Show each line in the listing below that contains the word "TriangleWinding".

=-=-=-=-=

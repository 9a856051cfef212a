use crate::{List, ListBuilder, ListFormat, TriangleWinding, TriangulationError};

use super::GenericList;

/// A [ListFormat] which outputs each triangle as copies of its three input vertices
#[derive(Debug)]
pub struct DeindexedListFormat<L> {
    list: L,
    winding: TriangleWinding,
}

impl<L> DeindexedListFormat<L> {
    /// Create a deindexed format which appends counterclockwise triangles to the given [List]
    pub fn new(list: L) -> Self {
        Self { list, winding: TriangleWinding::Counterclockwise }
    }

    /// Output triangles in the given winding instead
    pub fn with_winding(self, winding: TriangleWinding) -> Self {
        Self { winding, ..self }
    }
}

impl<'v, V: 'v + Clone, L: List<V>> ListFormat<'v, V> for DeindexedListFormat<L> {
    type Builder = DeindexedListBuilder<'v, V, L>;

    fn initialize(self, vertices: &'v [V]) -> Result<Self::Builder, <Self::Builder as ListBuilder<'v, V>>::Error> {
        Ok(DeindexedListBuilder {
            list: GenericList::new(self.list),
            winding: self.winding,
            vertices,
        })
    }
}

pub struct DeindexedListBuilder<'v, V: Clone, L: List<V>> {
    list: GenericList<L, V>,
    winding: TriangleWinding,
    vertices: &'v [V],
}

impl<'v, V: 'v + Clone, L: List<V>> ListBuilder<'v, V> for DeindexedListBuilder<'v, V, L> {
    type Output = L;
    type Error = std::convert::Infallible;

    fn add_triangle(&mut self, vi0: usize, vi1: usize, vi2: usize) -> Result<(), Self::Error> {
        let [v0, v1, v2] = self.winding.arrange([&self.vertices[vi0], &self.vertices[vi1], &self.vertices[vi2]]);
        self.list.push(v0.clone(), v1.clone(), v2.clone());
        Ok(())
    }

    fn build(self) -> Result<Self::Output, Self::Error> {
        Ok(self.list.build())
    }

    fn fail(self, _error: &TriangulationError<Self::Error>) {
        self.list.fail();
    }
}
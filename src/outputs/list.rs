/// A growable collection of triangles, each stored as three values of type `V`.
///
/// `V` is a vertex id for [IndexedListFormat](crate::formats::IndexedListFormat) and the
/// vertex itself for [DeindexedListFormat](crate::formats::DeindexedListFormat).
pub trait List<V> {
    /// Appends a triangle
    fn push_triangle(&mut self, v0: V, v1: V, v2: V);

    /// The number of triangles stored, including any present before triangulation
    fn triangle_count(&self) -> usize;

    /// Removes triangles from the end until `count` remain
    fn truncate_triangles(&mut self, count: usize);
}

/// A flat list, three consecutive values per triangle
impl<V> List<V> for Vec<V> {
    fn push_triangle(&mut self, v0: V, v1: V, v2: V) {
        self.extend([v0, v1, v2]);
    }

    fn triangle_count(&self) -> usize {
        self.len() / 3
    }

    fn truncate_triangles(&mut self, count: usize) {
        self.truncate(count * 3)
    }
}

impl<V> List<V> for Vec<[V; 3]> {
    fn push_triangle(&mut self, v0: V, v1: V, v2: V) {
        self.push([v0, v1, v2]);
    }

    fn triangle_count(&self) -> usize {
        self.len()
    }

    fn truncate_triangles(&mut self, count: usize) {
        self.truncate(count)
    }
}

impl<V> List<V> for Vec<(V, V, V)> {
    fn push_triangle(&mut self, v0: V, v1: V, v2: V) {
        self.push((v0, v1, v2));
    }

    fn triangle_count(&self) -> usize {
        self.len()
    }

    fn truncate_triangles(&mut self, count: usize) {
        self.truncate(count)
    }
}

impl<V, L: List<V>> List<V> for &mut L {
    fn push_triangle(&mut self, v0: V, v1: V, v2: V) {
        (**self).push_triangle(v0, v1, v2)
    }

    fn triangle_count(&self) -> usize {
        (**self).triangle_count()
    }

    fn truncate_triangles(&mut self, count: usize) {
        (**self).truncate_triangles(count)
    }
}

=-=-=-=-=

[RESULT]
use crate::{List, ListBuilder, ListFormat, TriangleWinding, TriangulationError};
    winding: TriangleWinding,
        Self { list, winding: TriangleWinding::Counterclockwise }
    pub fn with_winding(self, winding: TriangleWinding) -> Self {
    winding: TriangleWinding,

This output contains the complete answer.